Yahoo on Tuesday tightened its focus on the mobile market with an announcement that it is offering an array of mobile news and search-related services designed for fans of the NCAA Division I Men's Basketball tournament.
The Sunnyvale, California-based Internet portal firm will offer mobile phone users a web site dedicated to the tournament, along with a search tool specially configured to relay basketball information, and a tournament widget.
This year's March Madness as the hoops tournament is called will be the first time Yahoo, which has been very aggressive in the mobile sphere, will offer specialized mobile resources for a popular sporting event.
The tournament has become easily the most successful live, annual broadcast event on the web, and Yahoo is hoping that the online success extends to the mobile sphere, particularly with the Beijing Olympics on the horizon.
"This is our first marquee event and the idea is to drive an audience that compels advertisers, and we've picked up Jaguar based on their interest in getting to this discrete audience," said Bruce Stewart, Yahoo's vice president and general manager of Connected Life Americas.
Car maker Jaguar North America will be the featured advertiser for Yahoo's mobile coverage of the 65-team tournament, which is expected to draw an attractive demographic of college-educated males.
Despite huge improvements in the quality of mobile phones and the growing reliability of mobile networks, Americans have not embraced the mobile web with the kind of enthusiasm demonstrated in both Asia and Europe.
But carriers and content providers continue to offer high-value and time-sensitive content such as news, sports, weather, and traffic information in the hope that they will find the right key to open up the mobile web market.
Still, sports with its long-proven popularity in the U.S., remains tantalizingly out of reach as a mobile market traffic phenomenon.
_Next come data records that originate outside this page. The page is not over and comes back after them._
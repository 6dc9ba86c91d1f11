//! Core types for pmstore
//!
//! This crate defines the foundational types shared by the storage and
//! engine layers:
//! - Ident, Namespace: catalog naming
//! - RecordId, ObjectId: record and arena object identity
//! - PmseError / PmseResult: error type hierarchy
//! - Limits: pool sizing defaults and reserved names

#![warn(missing_docs)]
#![warn(clippy::all)]

pub mod error;
pub mod limits;
pub mod types;

pub use error::{PmseError, PmseResult};
pub use limits::{
    DEFAULT_IDENT_LIST_POOL_SIZE, DEFAULT_SYSTEM_POOL_SIZE, DEFAULT_USER_POOL_SIZE,
    IDENT_LIST_FILENAME, IDENT_LIST_LAYOUT, IDENT_NAME_CAPACITY, MAPPER_LAYOUT, MIN_POOL_SIZE,
};
pub use types::{Ident, Namespace, ObjectId, RecordId};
But one observer thinks the missing element in the way mobile sports is done is interactivity.
"Yahoo's services are a first-generation way of getting users engaged in sports via mobile, but we think mobile sports blossoms when you get sports fans connected to each other via mobile," said Chris Bull, vice president of marketing for AirPlay, a San Francisco-based firm which hosts competitions such as fantasy sports tussles among mobile phone users.
Mobile users can visit Yahoo's March Madness website for the latest scores etc., or they can get continuous updates of news, scores, images, and scheduled games via alerts. Or they can use Yahoo's oneSearch for specialized basketball content.